The role of such ‘microaggressions’ within wider racist attitudes is often overlooked. As Jaung explains, Asian women enter spaces where interpersonal racism is normative, and the impacts of institutional racism are intensified. However, microaggressions can be slippery slope towards more violent forms of racism. During the 2018 elections, Jaung was targetted by an online white supremacist group that regularly posted about how “disgusting” it was that she was running for parliament.
Zee has also received a lot of hate and abuse for speaking up on racism in Aotearoa, but believes it’s worth it. “I would take on 100 more angry emails if I at least got two people in this country to reflect on their own racist actions and decide to make a change because of my work.
“Bring it all on, ‘cos guess what? The block button is free.”
I‘m reminded of the bullying and harassment I experienced growing up, and all the anger, frustration and sadness that consumed me when I spoke out against racist comments from my white peers. There were always moments where I held myself back because I was scared of being looked down on, but later on I realised those people were just small specs of my life. As Chetty puts it, “This is my own form of rebelling against society, and commenting on things that I have found uncomfortable with society while I was growing up. I wouldn’t be creating art if it wasn’t politically charged.”
Here’s some advice I would love to pass on to other Asian women: I know it can be difficult at times but don’t be afraid to speak up on the issues you stand for. Don’t be afraid to be too loud or outspoken; be unapologetic and proud of it. Lucy Zee agrees. “People won’t see that you’ve upset a demographic of Pākehā people that might be their main audience, they’ll see that you’re brave and strong and your moral compass is right where it should be.”
Alice Canton reminds us to take care of ourselves and find a group of allies who will care, support and uplift you when times are difficult. “I also think it’s important to understand more widely the intersection of race and identity in Aotearoa, and where Asian women ‘fit’ in this horrible matrix of discrimination,” she says. This includes acknowledging the hardship and injustice for Māori women, Pasifika women, non-white women, transwomen and non-binary or gender queer people.

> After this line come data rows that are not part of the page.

use serde::{Deserialize, Serialize};

#[derive(Debug, Clone, PartialEq, Eq, Serialize, Deserialize)]
#[serde(rename_all = "lowercase")]
pub enum AccountStatus {
    Active,
    Deactivated,
    Takendown,
    Suspended,
    Deleted,
}

impl AccountStatus {
    pub fn as_str(&self) -> &'static str {
        match self {
            AccountStatus::Active => "active",
            AccountStatus::Deactivated => "deactivated",
            AccountStatus::Takendown => "takendown",
            AccountStatus::Suspended => "suspended",
            AccountStatus::Deleted => "deleted",
        }
    }
}

/// A repository owner. Stored at `actors/did/<DID>`, indexed by
/// `actors/handle/<handle>` and `actors/email/<email>`.
#[derive(Debug, Clone, Serialize, Deserialize)]
pub struct Actor {
    pub did: String,
    pub handle: String,
    pub email: String,
    pub password_hash: String,
    /// `(key_type, raw scalar bytes)`, key_type is `"p256"` or `"k256"`.
    pub signing_key: (String, Vec<u8>),
    pub rotation_keys: Vec<String>,
    pub active: bool,
    pub status: AccountStatus,
    pub host: String,
    pub created_at: chrono::DateTime<chrono::Utc>,
}

/// One entry in an actor's repository, mirrored at `records/<DID>/<NSID>/<rkey>`.
///
/// The MST and its blocks are the source of truth for verification; this is
/// the flat index used to answer `getRecord` without walking the tree.
#[derive(Debug, Clone, Serialize, Deserialize)]
pub struct Record {
    pub uri: String,
    pub did: String,
    pub collection: String,
    pub rkey: String,
    pub cid: Vec<u8>,
    #[serde(with = "serde_bytes")]
    pub value_cbor: Vec<u8>,
    pub created_at: chrono::DateTime<chrono::Utc>,
}

/// An operation within a commit event: `create`, `update`, or `delete`.
#[derive(Debug, Clone, PartialEq, Eq, Serialize, Deserialize)]
pub struct RepoOp {
    pub action: RepoOpAction,
    /// `<collection>/<rkey>`.
    pub path: String,
    #[serde(skip_serializing_if = "Option::is_none", with = "serde_bytes_option")]
    pub cid: Option<Vec<u8>>,
}

/// `serde_bytes` has no built-in `Option<Vec<u8>>` support; this mirrors its
/// byte-string encoding so a CID ends up as a CBOR byte string, not an array
/// of integers.
mod serde_bytes_option {
    use serde::{Deserializer, Serializer};

    pub fn serialize<S: Serializer>(value: &Option<Vec<u8>>, s: S) -> Result<S::Ok, S::Error> {
        match value {
            Some(bytes) => serde_bytes::serialize(bytes, s),
            None => s.serialize_none(),
        }
    }

    pub fn deserialize<'de, D: Deserializer<'de>>(d: D) -> Result<Option<Vec<u8>>, D::Error> {
        let bytes: Option<serde_bytes::ByteBuf> = serde::Deserialize::deserialize(d)?;
        Ok(bytes.map(|b| b.into_vec()))
    }
}

#[derive(Debug, Clone, Copy, PartialEq, Eq, Serialize, Deserialize)]
#[serde(rename_all = "lowercase")]
pub enum RepoOpAction {
    Create,
    Update,
    Delete,
}

/// A tagged event kind; default is `Commit` per the design note on
/// polymorphism over event kinds.
#[derive(Debug, Clone, Copy, PartialEq, Eq, Serialize, Deserialize)]
#[serde(rename_all = "lowercase")]
pub enum RepoEventType {
    Commit,
    Identity,
    Account,
}

impl Default for RepoEventType {
    fn default() -> Self {
        RepoEventType::Commit
    }
}

/// Value stored at `repo/head/<DID>`: the repo's current MST root and the
/// rev of the commit that produced it. Kept as one value so a reader never
/// observes a root/rev pair that didn't commit together.
#[derive(Debug, Clone, PartialEq, Eq, Serialize, Deserialize)]
pub struct RepoHead {
    pub root: Vec<u8>,
    pub rev: String,
}

/// One entry in the append-only global event log, stored at
/// `events/log/<seq-be64>`.
#[derive(Debug, Clone, PartialEq, Serialize, Deserialize)]
pub struct RepoEvent {
    pub seq: u64,
    pub pds_host: String,
    #[serde(default)]
    pub event_type: RepoEventType,
    pub repo: String,
    pub rev: String,
    /// Previous `rev`, empty for the first commit.
    #[serde(default)]
    pub since: String,
    #[serde(with = "serde_bytes")]
    pub commit: Vec<u8>,
    /// CAR-encoded bytes of the blocks needed to verify this commit.
    #[serde(with = "serde_bytes")]
    pub blocks: Vec<u8>,
    pub ops: Vec<RepoOp>,
    pub time: chrono::DateTime<chrono::Utc>,
    #[serde(default)]
    pub too_big: bool,
    #[serde(default)]
    pub handle: Option<String>,
    #[serde(default)]
    pub active: Option<bool>,
    #[serde(default)]
    pub status: Option<String>,
}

For Pākehā audiences who have made it to the end of this article and are now wondering what you can do, here’s some advice from the amazing Asian women who have collaborated on this piece.
“Please don’t continue to spout and accept the ‘Asian women are passive’ narrative. Listen to the people around you and hear what they have to say about their lived experiences and how they would like to change our current situation,” says Jasmin Singh.
“Learning about our own prejudices and changing our behaviour is growth,” says Rebekah Jaung. “There is no shame in not knowing something, as long as you are prepared to listen.”